* **TASK TO COMPLETE**
Starting at the first line of the data below, write out each line exactly until you reach the line containing "North-up grids have", and include that line too.

(Items from a data source)
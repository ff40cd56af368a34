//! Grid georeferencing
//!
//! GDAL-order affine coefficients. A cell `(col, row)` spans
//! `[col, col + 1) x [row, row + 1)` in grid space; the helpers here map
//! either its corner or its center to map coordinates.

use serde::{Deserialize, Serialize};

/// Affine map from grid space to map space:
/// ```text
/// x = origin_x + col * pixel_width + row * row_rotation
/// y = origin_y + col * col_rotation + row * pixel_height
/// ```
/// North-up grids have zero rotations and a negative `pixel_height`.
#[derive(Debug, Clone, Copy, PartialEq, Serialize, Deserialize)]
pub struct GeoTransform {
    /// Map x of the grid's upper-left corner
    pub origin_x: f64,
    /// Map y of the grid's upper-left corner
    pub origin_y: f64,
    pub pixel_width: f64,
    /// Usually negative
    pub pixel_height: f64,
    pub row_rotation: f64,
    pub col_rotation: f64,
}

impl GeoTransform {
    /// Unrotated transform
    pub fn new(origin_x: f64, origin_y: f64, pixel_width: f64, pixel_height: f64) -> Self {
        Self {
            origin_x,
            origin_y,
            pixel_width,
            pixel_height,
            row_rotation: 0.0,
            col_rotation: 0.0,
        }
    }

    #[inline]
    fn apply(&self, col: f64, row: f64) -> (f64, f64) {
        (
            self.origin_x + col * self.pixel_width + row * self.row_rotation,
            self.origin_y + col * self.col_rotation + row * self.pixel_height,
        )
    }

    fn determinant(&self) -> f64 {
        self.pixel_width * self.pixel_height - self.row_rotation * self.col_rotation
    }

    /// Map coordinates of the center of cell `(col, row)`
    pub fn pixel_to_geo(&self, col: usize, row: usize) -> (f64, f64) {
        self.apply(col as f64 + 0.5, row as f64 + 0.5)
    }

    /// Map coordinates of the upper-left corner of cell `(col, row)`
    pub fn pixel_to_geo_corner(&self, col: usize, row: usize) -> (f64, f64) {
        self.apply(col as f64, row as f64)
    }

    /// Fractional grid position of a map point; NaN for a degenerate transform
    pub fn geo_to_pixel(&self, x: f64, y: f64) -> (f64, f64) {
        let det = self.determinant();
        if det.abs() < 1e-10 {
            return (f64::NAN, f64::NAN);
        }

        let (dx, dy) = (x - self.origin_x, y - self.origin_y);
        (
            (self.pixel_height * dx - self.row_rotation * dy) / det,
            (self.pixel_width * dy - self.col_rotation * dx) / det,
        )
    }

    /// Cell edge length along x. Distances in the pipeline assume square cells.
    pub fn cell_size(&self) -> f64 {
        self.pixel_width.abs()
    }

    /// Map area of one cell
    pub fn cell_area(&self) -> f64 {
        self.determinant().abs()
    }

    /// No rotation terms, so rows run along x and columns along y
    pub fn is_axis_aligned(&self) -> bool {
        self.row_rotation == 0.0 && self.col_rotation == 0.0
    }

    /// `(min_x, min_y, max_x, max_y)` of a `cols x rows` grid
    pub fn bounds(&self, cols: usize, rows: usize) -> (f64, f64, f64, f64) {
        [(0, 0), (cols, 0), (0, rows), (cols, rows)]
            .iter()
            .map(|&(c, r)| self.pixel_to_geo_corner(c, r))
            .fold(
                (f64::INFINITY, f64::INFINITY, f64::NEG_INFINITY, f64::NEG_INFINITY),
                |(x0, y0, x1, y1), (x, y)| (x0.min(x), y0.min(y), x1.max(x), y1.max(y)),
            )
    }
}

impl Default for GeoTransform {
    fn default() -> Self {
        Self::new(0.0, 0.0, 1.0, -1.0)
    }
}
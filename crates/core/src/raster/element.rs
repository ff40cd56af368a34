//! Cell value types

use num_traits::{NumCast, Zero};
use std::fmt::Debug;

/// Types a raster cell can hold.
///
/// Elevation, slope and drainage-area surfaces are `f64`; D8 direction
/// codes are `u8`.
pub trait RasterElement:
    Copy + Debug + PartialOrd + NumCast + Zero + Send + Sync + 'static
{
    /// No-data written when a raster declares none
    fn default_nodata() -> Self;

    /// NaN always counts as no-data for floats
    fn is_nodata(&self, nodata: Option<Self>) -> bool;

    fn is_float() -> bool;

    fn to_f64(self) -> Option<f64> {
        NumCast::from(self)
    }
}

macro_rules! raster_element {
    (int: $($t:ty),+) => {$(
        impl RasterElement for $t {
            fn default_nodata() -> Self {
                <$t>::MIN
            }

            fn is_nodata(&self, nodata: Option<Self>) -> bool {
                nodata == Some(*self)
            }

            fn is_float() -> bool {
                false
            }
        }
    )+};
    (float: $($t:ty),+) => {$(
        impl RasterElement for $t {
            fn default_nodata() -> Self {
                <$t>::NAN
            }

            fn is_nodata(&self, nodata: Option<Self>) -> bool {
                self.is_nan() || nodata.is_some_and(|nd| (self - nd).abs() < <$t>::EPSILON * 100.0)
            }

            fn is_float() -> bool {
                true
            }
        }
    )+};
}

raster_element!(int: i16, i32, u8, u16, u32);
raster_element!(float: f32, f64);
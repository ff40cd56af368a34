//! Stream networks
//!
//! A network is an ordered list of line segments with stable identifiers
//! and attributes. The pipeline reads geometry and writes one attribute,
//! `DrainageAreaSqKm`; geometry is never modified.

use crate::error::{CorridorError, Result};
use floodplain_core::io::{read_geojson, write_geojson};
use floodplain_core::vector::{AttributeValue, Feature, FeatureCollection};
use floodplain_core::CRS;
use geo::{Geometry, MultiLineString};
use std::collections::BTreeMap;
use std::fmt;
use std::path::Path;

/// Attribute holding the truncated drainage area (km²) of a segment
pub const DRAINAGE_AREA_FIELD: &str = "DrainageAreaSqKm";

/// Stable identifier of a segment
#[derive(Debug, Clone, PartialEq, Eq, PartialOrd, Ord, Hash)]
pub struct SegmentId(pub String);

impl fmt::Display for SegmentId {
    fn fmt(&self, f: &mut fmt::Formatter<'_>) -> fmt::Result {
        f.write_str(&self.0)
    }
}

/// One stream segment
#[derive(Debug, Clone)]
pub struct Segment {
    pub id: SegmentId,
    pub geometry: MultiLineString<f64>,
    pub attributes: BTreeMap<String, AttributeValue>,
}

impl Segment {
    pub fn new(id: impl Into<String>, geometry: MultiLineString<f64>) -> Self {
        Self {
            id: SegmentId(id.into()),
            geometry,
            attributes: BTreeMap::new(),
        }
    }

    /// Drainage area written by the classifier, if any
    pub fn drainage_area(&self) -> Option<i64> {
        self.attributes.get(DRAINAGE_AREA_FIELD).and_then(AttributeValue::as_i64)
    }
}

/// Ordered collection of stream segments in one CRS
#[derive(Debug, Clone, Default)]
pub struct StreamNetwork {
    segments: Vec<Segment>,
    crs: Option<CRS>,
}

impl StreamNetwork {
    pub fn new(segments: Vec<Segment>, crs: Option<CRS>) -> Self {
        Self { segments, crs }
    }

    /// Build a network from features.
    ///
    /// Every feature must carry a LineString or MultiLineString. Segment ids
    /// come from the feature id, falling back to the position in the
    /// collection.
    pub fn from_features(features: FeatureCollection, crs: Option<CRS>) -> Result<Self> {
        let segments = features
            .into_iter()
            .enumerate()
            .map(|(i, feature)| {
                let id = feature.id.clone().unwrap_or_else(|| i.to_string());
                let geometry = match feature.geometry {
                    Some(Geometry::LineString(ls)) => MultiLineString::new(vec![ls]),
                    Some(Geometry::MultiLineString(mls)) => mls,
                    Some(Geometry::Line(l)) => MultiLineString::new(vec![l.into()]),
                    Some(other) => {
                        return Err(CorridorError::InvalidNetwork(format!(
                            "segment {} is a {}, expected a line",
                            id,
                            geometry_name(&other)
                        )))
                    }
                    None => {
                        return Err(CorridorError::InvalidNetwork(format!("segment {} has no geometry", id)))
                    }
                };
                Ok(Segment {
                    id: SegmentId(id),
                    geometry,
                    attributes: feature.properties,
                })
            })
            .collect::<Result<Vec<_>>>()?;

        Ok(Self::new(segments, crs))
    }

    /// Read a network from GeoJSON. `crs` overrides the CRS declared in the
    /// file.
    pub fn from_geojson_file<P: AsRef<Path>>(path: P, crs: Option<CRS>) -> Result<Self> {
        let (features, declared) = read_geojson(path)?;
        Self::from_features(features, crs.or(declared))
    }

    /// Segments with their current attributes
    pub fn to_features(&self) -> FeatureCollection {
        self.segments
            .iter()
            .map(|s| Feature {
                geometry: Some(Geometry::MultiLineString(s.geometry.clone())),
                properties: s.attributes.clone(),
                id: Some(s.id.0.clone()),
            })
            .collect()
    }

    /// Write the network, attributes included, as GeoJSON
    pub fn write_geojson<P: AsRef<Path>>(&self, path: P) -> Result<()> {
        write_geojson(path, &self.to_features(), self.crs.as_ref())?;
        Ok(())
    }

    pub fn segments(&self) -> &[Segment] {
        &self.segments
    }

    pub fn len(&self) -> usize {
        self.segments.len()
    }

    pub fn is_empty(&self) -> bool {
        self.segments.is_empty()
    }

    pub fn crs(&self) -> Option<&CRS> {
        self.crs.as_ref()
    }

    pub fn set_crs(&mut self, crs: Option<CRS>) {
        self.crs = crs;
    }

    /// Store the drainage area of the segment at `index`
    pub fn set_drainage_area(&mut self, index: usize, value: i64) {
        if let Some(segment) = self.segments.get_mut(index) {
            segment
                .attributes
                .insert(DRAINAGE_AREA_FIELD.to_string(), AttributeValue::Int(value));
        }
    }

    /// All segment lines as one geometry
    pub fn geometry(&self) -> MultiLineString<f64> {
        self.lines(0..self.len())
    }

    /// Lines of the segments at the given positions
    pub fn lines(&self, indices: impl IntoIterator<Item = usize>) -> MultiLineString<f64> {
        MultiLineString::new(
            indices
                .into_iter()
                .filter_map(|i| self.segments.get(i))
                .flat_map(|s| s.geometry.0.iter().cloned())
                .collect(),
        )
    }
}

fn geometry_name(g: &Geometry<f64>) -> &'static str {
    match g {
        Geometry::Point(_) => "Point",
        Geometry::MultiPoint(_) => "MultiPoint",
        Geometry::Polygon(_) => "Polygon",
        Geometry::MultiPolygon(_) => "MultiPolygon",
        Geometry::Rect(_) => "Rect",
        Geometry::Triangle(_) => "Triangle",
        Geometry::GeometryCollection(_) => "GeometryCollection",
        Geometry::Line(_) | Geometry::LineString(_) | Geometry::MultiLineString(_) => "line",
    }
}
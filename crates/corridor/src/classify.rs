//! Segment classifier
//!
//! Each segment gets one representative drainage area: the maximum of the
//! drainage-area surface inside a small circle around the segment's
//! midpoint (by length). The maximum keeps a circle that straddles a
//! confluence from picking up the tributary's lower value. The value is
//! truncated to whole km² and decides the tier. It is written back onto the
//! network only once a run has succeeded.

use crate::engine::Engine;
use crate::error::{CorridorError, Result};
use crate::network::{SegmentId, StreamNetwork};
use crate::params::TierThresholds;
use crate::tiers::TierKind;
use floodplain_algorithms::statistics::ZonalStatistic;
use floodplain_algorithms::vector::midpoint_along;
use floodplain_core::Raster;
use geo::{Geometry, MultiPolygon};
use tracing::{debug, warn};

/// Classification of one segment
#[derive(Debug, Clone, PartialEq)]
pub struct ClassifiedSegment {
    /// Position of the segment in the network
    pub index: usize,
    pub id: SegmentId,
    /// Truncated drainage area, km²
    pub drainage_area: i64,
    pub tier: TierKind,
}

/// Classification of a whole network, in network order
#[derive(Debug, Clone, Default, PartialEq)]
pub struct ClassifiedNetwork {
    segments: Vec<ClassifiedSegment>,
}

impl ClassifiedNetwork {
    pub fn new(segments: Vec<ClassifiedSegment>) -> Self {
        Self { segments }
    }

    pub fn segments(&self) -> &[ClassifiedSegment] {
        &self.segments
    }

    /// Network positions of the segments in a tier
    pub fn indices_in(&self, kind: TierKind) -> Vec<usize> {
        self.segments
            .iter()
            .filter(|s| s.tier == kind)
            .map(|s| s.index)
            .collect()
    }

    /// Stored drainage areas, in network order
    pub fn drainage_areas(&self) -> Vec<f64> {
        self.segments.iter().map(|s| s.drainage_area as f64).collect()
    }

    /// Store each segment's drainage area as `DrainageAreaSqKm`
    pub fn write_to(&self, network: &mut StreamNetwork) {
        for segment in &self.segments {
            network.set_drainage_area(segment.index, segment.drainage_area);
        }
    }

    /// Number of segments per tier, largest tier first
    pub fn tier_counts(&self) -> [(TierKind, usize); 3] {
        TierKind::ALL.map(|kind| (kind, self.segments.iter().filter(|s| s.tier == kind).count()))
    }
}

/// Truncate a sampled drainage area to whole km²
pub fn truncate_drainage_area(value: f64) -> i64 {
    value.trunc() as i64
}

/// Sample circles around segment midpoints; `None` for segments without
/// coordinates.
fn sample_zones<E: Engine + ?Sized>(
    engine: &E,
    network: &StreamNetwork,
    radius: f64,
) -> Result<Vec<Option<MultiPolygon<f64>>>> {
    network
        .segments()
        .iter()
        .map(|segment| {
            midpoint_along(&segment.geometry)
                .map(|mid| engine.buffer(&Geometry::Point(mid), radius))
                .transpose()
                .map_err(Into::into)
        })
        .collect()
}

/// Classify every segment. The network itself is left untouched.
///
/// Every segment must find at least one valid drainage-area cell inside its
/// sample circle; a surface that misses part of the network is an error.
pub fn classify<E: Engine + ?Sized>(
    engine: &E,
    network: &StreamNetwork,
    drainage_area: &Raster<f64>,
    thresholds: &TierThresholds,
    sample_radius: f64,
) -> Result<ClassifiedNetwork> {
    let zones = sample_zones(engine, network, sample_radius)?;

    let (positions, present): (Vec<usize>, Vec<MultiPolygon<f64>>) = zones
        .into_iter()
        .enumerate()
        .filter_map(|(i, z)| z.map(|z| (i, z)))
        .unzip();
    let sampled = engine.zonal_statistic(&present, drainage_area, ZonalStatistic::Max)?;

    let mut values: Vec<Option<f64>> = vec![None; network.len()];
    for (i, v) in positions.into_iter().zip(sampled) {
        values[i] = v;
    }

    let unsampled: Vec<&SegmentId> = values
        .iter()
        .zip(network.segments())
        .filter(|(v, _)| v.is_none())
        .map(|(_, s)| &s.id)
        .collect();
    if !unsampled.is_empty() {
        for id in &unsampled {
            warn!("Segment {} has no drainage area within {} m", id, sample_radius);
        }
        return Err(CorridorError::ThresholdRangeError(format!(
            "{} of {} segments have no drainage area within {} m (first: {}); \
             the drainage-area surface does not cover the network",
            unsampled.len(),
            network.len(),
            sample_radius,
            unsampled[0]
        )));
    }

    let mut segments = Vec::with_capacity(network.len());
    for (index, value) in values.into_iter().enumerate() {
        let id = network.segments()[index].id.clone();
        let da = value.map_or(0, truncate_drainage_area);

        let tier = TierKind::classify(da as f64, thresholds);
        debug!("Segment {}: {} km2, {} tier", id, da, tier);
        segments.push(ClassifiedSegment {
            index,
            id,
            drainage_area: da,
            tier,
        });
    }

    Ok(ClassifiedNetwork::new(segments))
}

* **ANSWER TO THE EXERCISE**
repository ff40cd56af368a34
//! Grid georeferencing
//!
//! GDAL-order affine coefficients. A cell `(col, row)` spans
//! `[col, col + 1) x [row, row + 1)` in grid space; the helpers here map
//! either its corner or its center to map coordinates.

use serde::{Deserialize, Serialize};

/// Affine map from grid space to map space:
/// ```text
/// x = origin_x + col * pixel_width + row * row_rotation
/// y = origin_y + col * col_rotation + row * pixel_height
/// ```
/// North-up grids have zero rotations and a negative `pixel_height`.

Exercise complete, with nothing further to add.